- Assigned task -
From the entries below, reproduce exactly the line containing "self.0.record_price_check(id, at).await", the line containing "async fn fetch_audit_entries(&self, watch: WatchId)", and every line in between, with nothing added.

- Supplied data -
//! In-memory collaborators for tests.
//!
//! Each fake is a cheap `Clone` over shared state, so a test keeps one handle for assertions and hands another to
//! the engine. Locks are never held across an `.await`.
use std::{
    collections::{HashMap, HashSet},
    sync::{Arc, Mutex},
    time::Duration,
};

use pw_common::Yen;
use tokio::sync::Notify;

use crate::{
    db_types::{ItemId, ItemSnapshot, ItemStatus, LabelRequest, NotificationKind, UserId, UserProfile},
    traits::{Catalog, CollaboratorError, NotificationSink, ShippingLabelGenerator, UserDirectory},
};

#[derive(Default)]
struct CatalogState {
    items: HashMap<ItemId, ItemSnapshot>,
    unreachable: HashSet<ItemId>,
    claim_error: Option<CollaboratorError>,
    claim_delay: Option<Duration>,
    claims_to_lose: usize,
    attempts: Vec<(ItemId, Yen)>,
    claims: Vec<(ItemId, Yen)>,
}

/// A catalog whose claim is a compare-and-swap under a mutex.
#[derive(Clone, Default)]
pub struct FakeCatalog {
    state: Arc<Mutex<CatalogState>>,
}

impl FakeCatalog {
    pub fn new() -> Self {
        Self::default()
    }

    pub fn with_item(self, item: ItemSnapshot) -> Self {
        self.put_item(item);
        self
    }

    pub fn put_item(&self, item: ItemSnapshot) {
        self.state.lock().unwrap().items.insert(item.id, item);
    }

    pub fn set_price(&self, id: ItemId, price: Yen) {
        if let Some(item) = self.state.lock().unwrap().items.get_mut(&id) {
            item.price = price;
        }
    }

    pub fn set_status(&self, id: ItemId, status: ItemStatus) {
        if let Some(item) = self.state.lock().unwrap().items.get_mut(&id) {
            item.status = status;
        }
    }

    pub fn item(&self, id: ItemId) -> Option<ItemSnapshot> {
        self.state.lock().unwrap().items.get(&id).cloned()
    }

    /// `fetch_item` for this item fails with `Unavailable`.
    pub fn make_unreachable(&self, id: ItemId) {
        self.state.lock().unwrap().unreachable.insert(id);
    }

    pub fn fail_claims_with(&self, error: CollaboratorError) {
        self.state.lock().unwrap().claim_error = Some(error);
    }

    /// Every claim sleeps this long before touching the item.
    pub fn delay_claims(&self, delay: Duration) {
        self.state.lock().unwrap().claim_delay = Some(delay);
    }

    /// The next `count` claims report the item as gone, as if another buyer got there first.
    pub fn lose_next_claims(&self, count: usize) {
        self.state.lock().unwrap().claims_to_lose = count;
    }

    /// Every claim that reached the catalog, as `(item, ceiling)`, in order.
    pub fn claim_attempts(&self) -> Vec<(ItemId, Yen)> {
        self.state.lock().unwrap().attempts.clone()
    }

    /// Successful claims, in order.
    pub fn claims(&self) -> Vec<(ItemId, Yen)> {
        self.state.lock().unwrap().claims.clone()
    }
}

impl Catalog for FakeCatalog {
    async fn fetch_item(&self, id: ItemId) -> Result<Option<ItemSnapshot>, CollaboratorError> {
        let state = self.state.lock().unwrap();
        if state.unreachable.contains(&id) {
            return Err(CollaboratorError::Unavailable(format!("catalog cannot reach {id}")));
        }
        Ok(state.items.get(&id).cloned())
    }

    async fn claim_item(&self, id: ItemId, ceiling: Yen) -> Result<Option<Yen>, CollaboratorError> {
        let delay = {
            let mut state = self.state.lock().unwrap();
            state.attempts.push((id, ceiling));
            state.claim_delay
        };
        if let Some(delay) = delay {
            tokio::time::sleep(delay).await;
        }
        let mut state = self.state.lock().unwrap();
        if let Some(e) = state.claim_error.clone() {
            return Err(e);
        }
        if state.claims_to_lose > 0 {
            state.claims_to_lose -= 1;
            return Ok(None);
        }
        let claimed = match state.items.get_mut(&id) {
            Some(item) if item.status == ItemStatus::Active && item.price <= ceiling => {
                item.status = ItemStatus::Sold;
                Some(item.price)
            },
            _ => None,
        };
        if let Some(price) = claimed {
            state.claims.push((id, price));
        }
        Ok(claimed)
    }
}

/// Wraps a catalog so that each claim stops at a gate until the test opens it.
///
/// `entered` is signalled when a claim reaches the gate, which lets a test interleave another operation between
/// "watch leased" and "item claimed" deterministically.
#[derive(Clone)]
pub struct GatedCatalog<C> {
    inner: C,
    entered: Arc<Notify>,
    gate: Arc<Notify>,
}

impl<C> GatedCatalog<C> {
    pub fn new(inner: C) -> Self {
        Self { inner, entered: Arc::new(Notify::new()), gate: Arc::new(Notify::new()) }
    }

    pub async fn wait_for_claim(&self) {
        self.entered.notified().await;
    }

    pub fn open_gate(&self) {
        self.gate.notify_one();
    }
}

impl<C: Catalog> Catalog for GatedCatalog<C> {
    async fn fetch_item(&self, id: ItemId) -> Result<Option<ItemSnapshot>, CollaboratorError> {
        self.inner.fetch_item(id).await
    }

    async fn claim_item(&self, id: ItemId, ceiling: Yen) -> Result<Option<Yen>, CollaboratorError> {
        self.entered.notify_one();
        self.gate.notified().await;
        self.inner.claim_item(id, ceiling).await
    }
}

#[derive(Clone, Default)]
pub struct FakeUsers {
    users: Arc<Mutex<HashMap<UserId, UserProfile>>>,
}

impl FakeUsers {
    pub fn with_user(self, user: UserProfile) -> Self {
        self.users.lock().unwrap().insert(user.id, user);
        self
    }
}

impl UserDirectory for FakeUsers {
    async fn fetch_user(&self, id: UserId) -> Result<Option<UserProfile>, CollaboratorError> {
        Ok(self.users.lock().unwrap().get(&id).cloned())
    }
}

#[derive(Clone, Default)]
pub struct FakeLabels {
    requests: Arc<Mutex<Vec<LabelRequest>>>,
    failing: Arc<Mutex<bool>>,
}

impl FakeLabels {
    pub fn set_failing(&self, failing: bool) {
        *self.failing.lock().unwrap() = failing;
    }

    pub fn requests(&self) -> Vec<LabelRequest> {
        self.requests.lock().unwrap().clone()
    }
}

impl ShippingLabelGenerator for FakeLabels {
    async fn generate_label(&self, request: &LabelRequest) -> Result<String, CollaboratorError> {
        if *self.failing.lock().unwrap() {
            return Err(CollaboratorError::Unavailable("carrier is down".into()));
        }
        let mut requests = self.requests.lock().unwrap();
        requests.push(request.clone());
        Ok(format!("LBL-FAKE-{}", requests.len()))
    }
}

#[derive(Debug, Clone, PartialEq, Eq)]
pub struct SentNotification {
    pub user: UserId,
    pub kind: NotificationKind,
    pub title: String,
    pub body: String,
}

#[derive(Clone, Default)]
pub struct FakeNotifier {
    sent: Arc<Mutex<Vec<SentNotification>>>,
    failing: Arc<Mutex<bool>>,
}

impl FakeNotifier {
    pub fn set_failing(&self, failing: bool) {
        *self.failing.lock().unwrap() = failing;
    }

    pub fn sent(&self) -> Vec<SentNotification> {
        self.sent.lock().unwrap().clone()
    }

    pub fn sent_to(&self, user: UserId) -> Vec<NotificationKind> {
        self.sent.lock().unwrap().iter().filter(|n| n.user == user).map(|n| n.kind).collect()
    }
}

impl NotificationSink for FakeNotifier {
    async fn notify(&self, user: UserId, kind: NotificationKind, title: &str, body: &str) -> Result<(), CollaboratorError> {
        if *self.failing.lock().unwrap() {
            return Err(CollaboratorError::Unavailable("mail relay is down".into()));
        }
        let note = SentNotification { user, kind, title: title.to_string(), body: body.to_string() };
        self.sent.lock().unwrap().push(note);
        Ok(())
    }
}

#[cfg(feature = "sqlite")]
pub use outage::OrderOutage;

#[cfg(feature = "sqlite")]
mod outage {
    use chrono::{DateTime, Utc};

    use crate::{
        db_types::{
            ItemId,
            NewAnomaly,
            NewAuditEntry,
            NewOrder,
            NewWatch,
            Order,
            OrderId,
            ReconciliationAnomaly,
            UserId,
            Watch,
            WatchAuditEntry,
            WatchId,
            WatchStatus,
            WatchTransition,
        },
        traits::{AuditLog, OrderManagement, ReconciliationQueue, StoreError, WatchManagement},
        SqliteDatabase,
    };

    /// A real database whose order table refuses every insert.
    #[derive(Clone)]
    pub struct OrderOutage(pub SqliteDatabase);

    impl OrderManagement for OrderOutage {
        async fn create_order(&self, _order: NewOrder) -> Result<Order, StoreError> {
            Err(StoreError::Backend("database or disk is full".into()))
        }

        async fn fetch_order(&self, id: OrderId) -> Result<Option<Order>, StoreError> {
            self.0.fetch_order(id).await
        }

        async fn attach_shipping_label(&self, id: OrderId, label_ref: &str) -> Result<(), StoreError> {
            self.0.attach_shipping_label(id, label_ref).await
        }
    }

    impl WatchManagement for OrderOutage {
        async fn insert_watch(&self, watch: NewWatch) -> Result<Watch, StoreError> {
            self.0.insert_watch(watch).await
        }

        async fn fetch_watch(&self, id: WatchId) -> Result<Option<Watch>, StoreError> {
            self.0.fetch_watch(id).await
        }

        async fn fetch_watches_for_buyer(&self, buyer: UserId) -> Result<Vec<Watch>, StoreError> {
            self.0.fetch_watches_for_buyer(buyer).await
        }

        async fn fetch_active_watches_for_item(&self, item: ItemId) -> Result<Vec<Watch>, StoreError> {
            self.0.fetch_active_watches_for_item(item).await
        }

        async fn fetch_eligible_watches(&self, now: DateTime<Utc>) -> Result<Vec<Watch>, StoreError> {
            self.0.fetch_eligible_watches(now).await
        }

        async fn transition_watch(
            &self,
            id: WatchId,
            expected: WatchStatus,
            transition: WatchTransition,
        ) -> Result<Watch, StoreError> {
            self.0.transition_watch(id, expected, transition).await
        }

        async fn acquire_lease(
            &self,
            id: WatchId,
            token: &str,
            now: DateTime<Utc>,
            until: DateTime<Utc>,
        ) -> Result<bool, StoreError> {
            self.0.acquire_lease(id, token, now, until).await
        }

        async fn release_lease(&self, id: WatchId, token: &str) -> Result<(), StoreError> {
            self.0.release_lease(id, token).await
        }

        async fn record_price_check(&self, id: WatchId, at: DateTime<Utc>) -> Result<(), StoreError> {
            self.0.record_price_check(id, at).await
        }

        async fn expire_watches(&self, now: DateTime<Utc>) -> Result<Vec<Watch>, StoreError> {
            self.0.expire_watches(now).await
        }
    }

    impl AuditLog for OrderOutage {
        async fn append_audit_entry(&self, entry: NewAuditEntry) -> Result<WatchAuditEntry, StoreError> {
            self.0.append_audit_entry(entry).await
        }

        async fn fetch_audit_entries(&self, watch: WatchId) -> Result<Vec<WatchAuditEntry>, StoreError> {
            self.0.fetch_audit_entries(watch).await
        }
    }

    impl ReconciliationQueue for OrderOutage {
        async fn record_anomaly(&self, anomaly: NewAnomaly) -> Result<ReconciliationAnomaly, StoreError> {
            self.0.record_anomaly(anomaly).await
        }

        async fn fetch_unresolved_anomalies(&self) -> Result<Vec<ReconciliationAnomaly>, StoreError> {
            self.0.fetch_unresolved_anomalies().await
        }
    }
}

- Finished exercise -
            self.0.record_price_check(id, at).await
        }

        async fn expire_watches(&self, now: DateTime<Utc>) -> Result<Vec<Watch>, StoreError> {
            self.0.expire_watches(now).await
        }
    }

    impl AuditLog for OrderOutage {
        async fn append_audit_entry(&self, entry: NewAuditEntry) -> Result<WatchAuditEntry, StoreError> {
            self.0.append_audit_entry(entry).await
        }

        async fn fetch_audit_entries(&self, watch: WatchId) -> Result<Vec<WatchAuditEntry>, StoreError> {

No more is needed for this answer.